O Tratado das Terçarias de Moura foi um dos acordos firmados em Alcáçovas, em 4 de setembro de 1479; foi posteriormente aprovado pelos reis católicos, desta feita a 6 de Março de 1480. O Tratado das Terçarias estabeleceu como caução a entrega, em Moura (em regime de terçaria), da infanta D. Isabel de Aragão e de Castela, bem como do príncipe D. Afonso de Portugal. Cumprida essa premissa, os infantes ficariam à guarda da infanta D. Beatriz de Portugal - o mesmo sucedendo como D. Joana de Transtâmara.

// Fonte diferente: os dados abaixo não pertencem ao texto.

#![cfg(feature = "cli")]

use assert_cmd::cargo;
use predicates::str;
use test_utilities::*;

#[test]
fn command() {
	let o = colornorm_output(&[]);
	assert!(!o.success);
	assert_eq!(o.code, 2);
	assert!(o.stdout.is_empty());
	assert_contains!(o.stderr, &format!("Usage: {BINARY_NAME} [OPTIONS] <FILE> [WRITE] [VERBOSITY]"));
}

#[test]
fn help() -> Result<(), Box<dyn std::error::Error>> {
	colornorm_cmd()
		.arg("--help")
		.assert()
		.success()
		.stdout(str::contains("--backup-dir <DIR>"))
		.stdout(str::contains("--verbose"));
	Ok(())
}

#[test]
fn version() -> Result<(), Box<dyn std::error::Error>> {
	assert_cmd::Command::new(cargo::cargo_bin!())
		.arg("-V")
		.assert()
		.success()
		.stdout(str::starts_with(format!("colornorm {}", env!("CARGO_PKG_VERSION"))));
	Ok(())
}

#[test]
fn non_numeric_write_flag() {
	let o = colornorm_output(&["style.css", "yes"]);
	assert_eq!(o.code, 2);
	assert_contains!(o.stderr, "invalid value 'yes'");
}
//! # colornorm
//!
//! Rewrites the color expressions in a text file into one canonical `rgba()`
//! form. `#rgb`, `#rrggbb` and `rgba(r, g, b, a)` are rewritten, while
//! `rgb(r, g, b)` is left as it is.
//!
//! ## Usage Example
//!
//! ```rust
//! use colornorm::{Config, run};
//! use std::fs;
//!
//! let path = std::env::temp_dir().join("colornorm_doc_example.css");
//! fs::write(&path, "a { color: #0a0 }").unwrap();
//!
//! // report only, the file stays as it is
//! let mut report = Vec::new();
//! let summary = run(&path, &Config::default(), &mut report).unwrap();
//!
//! assert_eq!(summary.replacements[0].formatted, "rgba(..0, 170, ..0, 01.00)");
//! assert_eq!(fs::read_to_string(&path).unwrap(), "a { color: #0a0 }");
//! ```

pub mod config;
pub mod driver;

pub use colornorm_core as core;
pub use config::Config;
pub use driver::{RunSummary, run};
//! Regex scanners that locate color tokens in a document.
//!
//! Each scanner returns its tokens in document order. Matches never overlap and
//! are never deduplicated: a color that appears twice yields two tokens.
//!
//! Documents are raw bytes, so text in any ASCII-compatible encoding scans the
//! same way. Unicode mode is off: `\s` and case folding are ASCII only, which
//! keeps every match pure ASCII.

use lazy_static::lazy_static;
use regex::bytes::{Captures, Regex};
use std::{fmt, str};

lazy_static! {
	static ref RE_HEX: Regex = Regex::new(r"(?i-u)#[a-f0-9]+").unwrap();
	static ref RE_RGBA: Regex =
		Regex::new(r"(?i-u)rgba\(\s?([0-9]+),\s?([0-9]+),\s?([0-9]+),\s?([0-9.]+)\s?\)").unwrap();
	static ref RE_RGB: Regex = Regex::new(r"(?i-u)rgb\(\s?([0-9]+),\s?([0-9]+),\s?([0-9]+)\s?\)").unwrap();
}

#[derive(Clone, Copy, Debug, PartialEq, Eq)]
pub enum TokenKind {
	Hex,
	Rgba,
	Rgb,
}

impl fmt::Display for TokenKind {
	fn fmt(&self, f: &mut fmt::Formatter<'_>) -> fmt::Result {
		f.write_str(match self {
			TokenKind::Hex => "hex",
			TokenKind::Rgba => "rgba",
			TokenKind::Rgb => "rgb",
		})
	}
}

/// A matched color expression, borrowed from the scanned document.
#[derive(Clone, Debug, PartialEq, Eq)]
pub struct ColorToken<'a> {
	pub kind: TokenKind,
	/// Full matched text, including any inner spacing.
	pub text: &'a str,
	/// Byte offset of `text` in the document.
	pub offset: usize,
	/// Captured channel values: the hex digits for [`TokenKind::Hex`],
	/// otherwise r, g, b and (for rgba) alpha.
	pub values: Vec<&'a str>,
}

/// Finds `#` followed by any number of hex digits.
///
/// The match is greedy and does not check the digit count, so `#abcd` is a
/// token here and only fails once it is parsed.
pub fn find_hex_tokens(document: &[u8]) -> Vec<ColorToken<'_>> {
	RE_HEX
		.find_iter(document)
		.map(|m| ColorToken {
			kind: TokenKind::Hex,
			text: ascii(m.as_bytes()),
			offset: m.start(),
			values: vec![ascii(&m.as_bytes()[1..])],
		})
		.collect()
}

/// Finds `rgba(r, g, b, a)` with at most one whitespace character after `(`,
/// after each comma and before `)`.
pub fn find_rgba_tokens(document: &[u8]) -> Vec<ColorToken<'_>> {
	RE_RGBA
		.captures_iter(document)
		.map(|c| from_captures(TokenKind::Rgba, &c))
		.collect()
}

/// Finds `rgb(r, g, b)` with the same spacing rules as [`find_rgba_tokens`].
pub fn find_rgb_tokens(document: &[u8]) -> Vec<ColorToken<'_>> {
	RE_RGB
		.captures_iter(document)
		.map(|c| from_captures(TokenKind::Rgb, &c))
		.collect()
}

fn from_captures<'a>(kind: TokenKind, captures: &Captures<'a>) -> ColorToken<'a> {
	let whole = captures.get(0).unwrap();
	ColorToken {
		kind,
		text: ascii(whole.as_bytes()),
		offset: whole.start(),
		values: captures.iter().skip(1).flatten().map(|m| ascii(m.as_bytes())).collect(),
	}
}

// the patterns only match ASCII bytes
fn ascii(bytes: &[u8]) -> &str {
	str::from_utf8(bytes).unwrap_or_default()
}

#[cfg(test)]
mod tests {
	use super::*;
	use pretty_assertions::assert_eq;
	use rstest::rstest;

	fn texts<'a>(tokens: &[ColorToken<'a>]) -> Vec<&'a str> {
		tokens.iter().map(|t| t.text).collect()
	}

	#[test]
	fn hex_tokens_in_order_with_duplicates() {
		let doc = "a { color: #FFF; } b { color: #123456; } c { color: #fff; } d { color: #FFF; }";
		let tokens = find_hex_tokens(doc.as_bytes());
		assert_eq!(texts(&tokens), vec!["#FFF", "#123456", "#fff", "#FFF"]);
		assert_eq!(tokens[0].offset, 11);
		assert_eq!(tokens[1].values, vec!["123456"]);
		assert!(tokens.iter().all(|t| t.kind == TokenKind::Hex));
	}

	#[rstest]
	#[case("#abcd;", "#abcd")]
	#[case("#a", "#a")]
	#[case("#deadbeef0", "#deadbeef0")]
	#[case("#12z", "#12")]
	fn hex_tokens_are_greedy(#[case] doc: &str, #[case] expected: &str) {
		assert_eq!(texts(&find_hex_tokens(doc.as_bytes())), vec![expected]);
	}

	#[test]
	fn no_hex_tokens() {
		assert!(find_hex_tokens(b"body { margin: 0 } # heading").is_empty());
	}

	#[rstest]
	#[case("rgba(1,2,3,0.4)", vec!["1", "2", "3", "0.4"])]
	#[case("rgba( 1, 2, 3, 0.4 )", vec!["1", "2", "3", "0.4"])]
	#[case("RGBA(10, 20, 30, 1)", vec!["10", "20", "30", "1"])]
	#[case("rgba(0,0,0,.5)", vec!["0", "0", "0", ".5"])]
	fn rgba_tokens_capture_values(#[case] doc: &str, #[case] expected: Vec<&str>) {
		let tokens = find_rgba_tokens(doc.as_bytes());
		assert_eq!(tokens.len(), 1);
		assert_eq!(tokens[0].text, doc);
		assert_eq!(tokens[0].values, expected);
	}

	#[rstest]
	#[case("rgba(1 ,2,3,0.4)")]
	#[case("rgba(1,  2,3,0.4)")]
	#[case("rgba(1,2,3)")]
	#[case("rgba(.10, 255, ..0, 00.50)")]
	#[case("rgba(-1,2,3,0.4)")]
	#[case("rgba(\u{a0}1,2,3,0.4)")]
	#[case("rgba(1,\u{3000}2,3,0.4)")]
	#[case("rgba(1,2,3,0.4\u{85})")]
	fn rgba_tokens_reject(#[case] doc: &str) {
		assert!(find_rgba_tokens(doc.as_bytes()).is_empty());
	}

	#[test]
	fn rgb_tokens_do_not_match_rgba() {
		let doc = "a: rgb(1, 2, 3); b: rgba(1, 2, 3, 1); c: RGB( 4,5,6 )";
		let tokens = find_rgb_tokens(doc.as_bytes());
		assert_eq!(texts(&tokens), vec!["rgb(1, 2, 3)", "RGB( 4,5,6 )"]);
		assert_eq!(tokens[1].values, vec!["4", "5", "6"]);
		assert_eq!(tokens[1].kind, TokenKind::Rgb);
	}

	#[test]
	fn tokens_are_found_around_non_utf8_bytes() {
		let doc = b"/* caf\xE9 */ a { color: #fff; border: rgba(1, 2, 3, 0.5) } /* \xFF */";
		assert_eq!(texts(&find_hex_tokens(doc)), vec!["#fff"]);
		assert_eq!(find_hex_tokens(doc)[0].offset, 22);
		assert_eq!(texts(&find_rgba_tokens(doc)), vec!["rgba(1, 2, 3, 0.5)"]);
	}

	#[test]
	fn ascii_whitespace_is_still_optional_spacing() {
		let tokens = find_rgba_tokens(b"rgba(\t1,\n2,\r3, 0.4\x0C)");
		assert_eq!(tokens[0].values, vec!["1", "2", "3", "0.4"]);
	}
}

Conforme referido por Mascarenhas (1958, pp. 18,19), o Tratado das Terçarias de Moura foi firmado num contexto marcado pela realização de complexas negociações entre os Reinos de Portugal e de Castela, numa altura em que procuraram garantir a integridade das respetivas linhas dinásticas e, portanto, assegurar a independência dos respectivos reinos. Motivos pelos quais, aliás, o Tratado dispôs as seguintes cláusulas:

  • O príncipe D. Afonso (filho do príncipe D. João de Portugal e herdeiro do trono português), aos sete anos de idade deveria casar por "palavras de futuro" com a infanta D. Isabel; este, ao atingir os 14 anos de idade, casaria com a filha dos reis católicos por "palavras de presente";
  • D. Joana, "A Beltraneja", deveria casar por "palavras de futuro" com o príncipe D. João de Castela, neste caso quando o mesmo completasse 7 anos de idade; mais tarde - logo que o príncipe tivesse 14 anos -, a união cimentar-se-ia por "palavras de presente"; só nessa altura D. Joana poderia, então, intitular-se princesa;
  • Acaso o príncipe de Castela não viesse a querer desposar D. Joana, a mesma ficaria liberta da terçaria, recebendo de Castela cem mil dobras de ouro, pagas em dois anos. Colocado esse cenário, D. Joana poderia optar por receber, como penhor, a cidade de Touro. Destarte, até que estivesse concluído o pagamento da quantia anteriormente referida;
  • Ao invés de ficar em regime de terçaria, D. Joana poderia ainda optar por ingressar num mosteiro português; desta feita, "faria profissão na ordem escolhida" (Mascarenhas, 1958), facto que, aliás, veio a ocorrer;
  • Durante o período em que os infantes estivessem em terçaria, não poderiam os mesmos ser visitados nem pelos reis portugueses, nem pelos reis espanhóis. Realce-se o facto de que os monarcas não estavam sequer autorizados a entrar na vila de Moura, neste caso enquanto perdurassem as terçarias.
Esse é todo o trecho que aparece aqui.